Source records:

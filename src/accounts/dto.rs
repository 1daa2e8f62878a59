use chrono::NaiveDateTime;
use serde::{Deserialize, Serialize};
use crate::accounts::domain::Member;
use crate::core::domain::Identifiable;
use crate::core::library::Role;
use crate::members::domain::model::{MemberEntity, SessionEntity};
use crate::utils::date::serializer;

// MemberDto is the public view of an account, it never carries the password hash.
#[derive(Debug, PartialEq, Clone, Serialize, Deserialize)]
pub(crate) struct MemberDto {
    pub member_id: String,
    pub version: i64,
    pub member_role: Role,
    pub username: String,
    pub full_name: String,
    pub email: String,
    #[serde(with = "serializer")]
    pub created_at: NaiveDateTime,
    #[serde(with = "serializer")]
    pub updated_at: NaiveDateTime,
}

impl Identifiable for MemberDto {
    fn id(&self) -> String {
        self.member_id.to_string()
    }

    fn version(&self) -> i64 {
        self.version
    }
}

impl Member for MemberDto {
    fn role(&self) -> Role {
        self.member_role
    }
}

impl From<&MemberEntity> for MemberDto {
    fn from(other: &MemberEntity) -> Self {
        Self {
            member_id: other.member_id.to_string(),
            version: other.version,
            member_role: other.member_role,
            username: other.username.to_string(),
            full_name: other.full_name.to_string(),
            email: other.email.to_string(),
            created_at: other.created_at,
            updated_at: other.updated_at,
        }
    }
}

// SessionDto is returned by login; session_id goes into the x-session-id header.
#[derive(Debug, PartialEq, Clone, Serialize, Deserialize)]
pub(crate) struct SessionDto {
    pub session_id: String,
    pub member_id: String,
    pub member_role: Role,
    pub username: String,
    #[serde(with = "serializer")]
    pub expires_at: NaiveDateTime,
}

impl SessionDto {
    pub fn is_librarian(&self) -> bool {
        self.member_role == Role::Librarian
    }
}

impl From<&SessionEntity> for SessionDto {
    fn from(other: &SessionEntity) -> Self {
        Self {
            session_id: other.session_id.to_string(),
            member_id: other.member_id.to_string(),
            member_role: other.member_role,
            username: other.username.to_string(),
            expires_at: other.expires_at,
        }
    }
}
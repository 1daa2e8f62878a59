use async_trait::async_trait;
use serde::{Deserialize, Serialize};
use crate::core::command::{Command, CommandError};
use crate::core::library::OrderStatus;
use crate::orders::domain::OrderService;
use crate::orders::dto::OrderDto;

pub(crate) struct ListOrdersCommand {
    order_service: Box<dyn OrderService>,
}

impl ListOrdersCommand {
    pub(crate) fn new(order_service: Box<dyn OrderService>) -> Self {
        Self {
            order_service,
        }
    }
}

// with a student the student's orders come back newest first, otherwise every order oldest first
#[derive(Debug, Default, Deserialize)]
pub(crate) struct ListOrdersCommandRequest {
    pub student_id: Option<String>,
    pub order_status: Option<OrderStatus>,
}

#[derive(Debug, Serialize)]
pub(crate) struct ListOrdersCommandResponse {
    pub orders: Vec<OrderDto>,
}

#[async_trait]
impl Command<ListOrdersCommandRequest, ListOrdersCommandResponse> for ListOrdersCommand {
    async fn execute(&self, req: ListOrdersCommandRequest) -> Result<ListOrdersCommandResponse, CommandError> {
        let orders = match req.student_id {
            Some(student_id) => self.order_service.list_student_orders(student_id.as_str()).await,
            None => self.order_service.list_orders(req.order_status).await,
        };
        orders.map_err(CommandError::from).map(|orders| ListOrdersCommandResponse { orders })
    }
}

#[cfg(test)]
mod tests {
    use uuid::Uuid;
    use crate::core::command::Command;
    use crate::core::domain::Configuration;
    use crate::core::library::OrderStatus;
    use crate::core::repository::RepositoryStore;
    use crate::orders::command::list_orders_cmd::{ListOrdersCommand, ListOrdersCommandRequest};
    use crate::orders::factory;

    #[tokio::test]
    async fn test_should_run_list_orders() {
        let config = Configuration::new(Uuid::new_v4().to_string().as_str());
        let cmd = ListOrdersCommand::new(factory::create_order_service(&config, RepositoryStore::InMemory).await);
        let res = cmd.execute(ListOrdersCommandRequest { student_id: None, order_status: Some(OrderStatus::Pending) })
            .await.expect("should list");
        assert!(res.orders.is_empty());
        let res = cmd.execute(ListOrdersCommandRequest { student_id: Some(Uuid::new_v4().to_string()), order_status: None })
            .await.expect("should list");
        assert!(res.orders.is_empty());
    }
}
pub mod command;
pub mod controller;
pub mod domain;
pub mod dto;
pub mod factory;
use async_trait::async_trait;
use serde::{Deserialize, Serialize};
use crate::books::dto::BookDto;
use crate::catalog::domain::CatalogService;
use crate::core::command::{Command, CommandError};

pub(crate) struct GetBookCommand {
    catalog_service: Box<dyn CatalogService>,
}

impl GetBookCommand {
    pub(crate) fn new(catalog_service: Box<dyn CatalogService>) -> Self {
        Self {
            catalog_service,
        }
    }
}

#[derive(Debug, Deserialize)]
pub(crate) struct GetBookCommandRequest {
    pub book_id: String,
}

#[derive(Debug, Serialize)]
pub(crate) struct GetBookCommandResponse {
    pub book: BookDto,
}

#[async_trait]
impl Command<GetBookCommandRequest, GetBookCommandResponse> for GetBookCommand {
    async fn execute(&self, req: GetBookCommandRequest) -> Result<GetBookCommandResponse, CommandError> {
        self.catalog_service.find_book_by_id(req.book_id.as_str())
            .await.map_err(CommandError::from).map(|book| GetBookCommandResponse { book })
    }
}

■ Your assignment
Each of the lines above must appear again, unchanged.

■ Solution to this problem
filename src/accounts/dto.rs
repository 1daa2e8f62878a59
use chrono::NaiveDateTime;
use serde::{Deserialize, Serialize};
use crate::accounts::domain::Member;
use crate::core::domain::Identifiable;
use crate::core::library::Role;
use crate::members::domain::model::{MemberEntity, SessionEntity};
use crate::utils::date::serializer;

// MemberDto is the public view of an account, it never carries the password hash.
#[derive(Debug, PartialEq, Clone, Serialize, Deserialize)]
pub(crate) struct MemberDto {
    pub member_id: String,
    pub version: i64,
    pub member_role: Role,
    pub username: String,
    pub full_name: String,
    pub email: String,
    #[serde(with = "serializer")]
    pub created_at: NaiveDateTime,
    #[serde(with = "serializer")]
    pub updated_at: NaiveDateTime,
}

impl Identifiable for MemberDto {
    fn id(&self) -> String {
        self.member_id.to_string()
    }

    fn version(&self) -> i64 {
        self.version
    }
}

impl Member for MemberDto {
    fn role(&self) -> Role {
        self.member_role
    }
}

impl From<&MemberEntity> for MemberDto {
    fn from(other: &MemberEntity) -> Self {
        Self {
            member_id: other.member_id.to_string(),
            version: other.version,
            member_role: other.member_role,
            username: other.username.to_string(),
            full_name: other.full_name.to_string(),
            email: other.email.to_string(),
            created_at: other.created_at,
            updated_at: other.updated_at,
        }
    }
}

// SessionDto is returned by login; session_id goes into the x-session-id header.
#[derive(Debug, PartialEq, Clone, Serialize, Deserialize)]
pub(crate) struct SessionDto {
    pub session_id: String,
    pub member_id: String,
    pub member_role: Role,
    pub username: String,
    #[serde(with = "serializer")]
    pub expires_at: NaiveDateTime,
}

impl SessionDto {
    pub fn is_librarian(&self) -> bool {
        self.member_role == Role::Librarian
    }
}

impl From<&SessionEntity> for SessionDto {
    fn from(other: &SessionEntity) -> Self {
        Self {
            session_id: other.session_id.to_string(),
            member_id: other.member_id.to_string(),
            member_role: other.member_role,
            username: other.username.to_string(),
            expires_at: other.expires_at,
        }
    }
}
repository 1daa2e8f62878a59
use async_trait::async_trait;
use serde::{Deserialize, Serialize};
use crate::core::command::{Command, CommandError};
use crate::core::library::OrderStatus;
use crate::orders::domain::OrderService;
use crate::orders::dto::OrderDto;

pub(crate) struct ListOrdersCommand {
    order_service: Box<dyn OrderService>,
}

impl ListOrdersCommand {
    pub(crate) fn new(order_service: Box<dyn OrderService>) -> Self {
        Self {
            order_service,
        }
    }
}

// with a student the student's orders come back newest first, otherwise every order oldest first
#[derive(Debug, Default, Deserialize)]
pub(crate) struct ListOrdersCommandRequest {
    pub student_id: Option<String>,
    pub order_status: Option<OrderStatus>,
}

#[derive(Debug, Serialize)]
pub(crate) struct ListOrdersCommandResponse {
    pub orders: Vec<OrderDto>,
}

#[async_trait]
impl Command<ListOrdersCommandRequest, ListOrdersCommandResponse> for ListOrdersCommand {
    async fn execute(&self, req: ListOrdersCommandRequest) -> Result<ListOrdersCommandResponse, CommandError> {
        let orders = match req.student_id {
            Some(student_id) => self.order_service.list_student_orders(student_id.as_str()).await,
            None => self.order_service.list_orders(req.order_status).await,
        };
        orders.map_err(CommandError::from).map(|orders| ListOrdersCommandResponse { orders })
    }
}

#[cfg(test)]
mod tests {
    use uuid::Uuid;
    use crate::core::command::Command;
    use crate::core::domain::Configuration;
    use crate::core::library::OrderStatus;
    use crate::core::repository::RepositoryStore;
    use crate::orders::command::list_orders_cmd::{ListOrdersCommand, ListOrdersCommandRequest};
    use crate::orders::factory;

    #[tokio::test]
    async fn test_should_run_list_orders() {
        let config = Configuration::new(Uuid::new_v4().to_string().as_str());
        let cmd = ListOrdersCommand::new(factory::create_order_service(&config, RepositoryStore::InMemory).await);
        let res = cmd.execute(ListOrdersCommandRequest { student_id: None, order_status: Some(OrderStatus::Pending) })
            .await.expect("should list");
        assert!(res.orders.is_empty());
        let res = cmd.execute(ListOrdersCommandRequest { student_id: Some(Uuid::new_v4().to_string()), order_status: None })
            .await.expect("should list");
        assert!(res.orders.is_empty());
    }
}
pub mod command;
pub mod controller;
pub mod domain;
pub mod dto;
pub mod factory;
use async_trait::async_trait;
use serde::{Deserialize, Serialize};
use crate::books::dto::BookDto;
use crate::catalog::domain::CatalogService;
use crate::core::command::{Command, CommandError};

pub(crate) struct GetBookCommand {
    catalog_service: Box<dyn CatalogService>,
}

impl GetBookCommand {
    pub(crate) fn new(catalog_service: Box<dyn CatalogService>) -> Self {
        Self {
            catalog_service,
        }
    }
}

#[derive(Debug, Deserialize)]
pub(crate) struct GetBookCommandRequest {
    pub book_id: String,
}

#[derive(Debug, Serialize)]
pub(crate) struct GetBookCommandResponse {
    pub book: BookDto,
}

#[async_trait]
impl Command<GetBookCommandRequest, GetBookCommandResponse> for GetBookCommand {
    async fn execute(&self, req: GetBookCommandRequest) -> Result<GetBookCommandResponse, CommandError> {
        self.catalog_service.find_book_by_id(req.book_id.as_str())
            .await.map_err(CommandError::from).map(|book| GetBookCommandResponse { book })
    }
}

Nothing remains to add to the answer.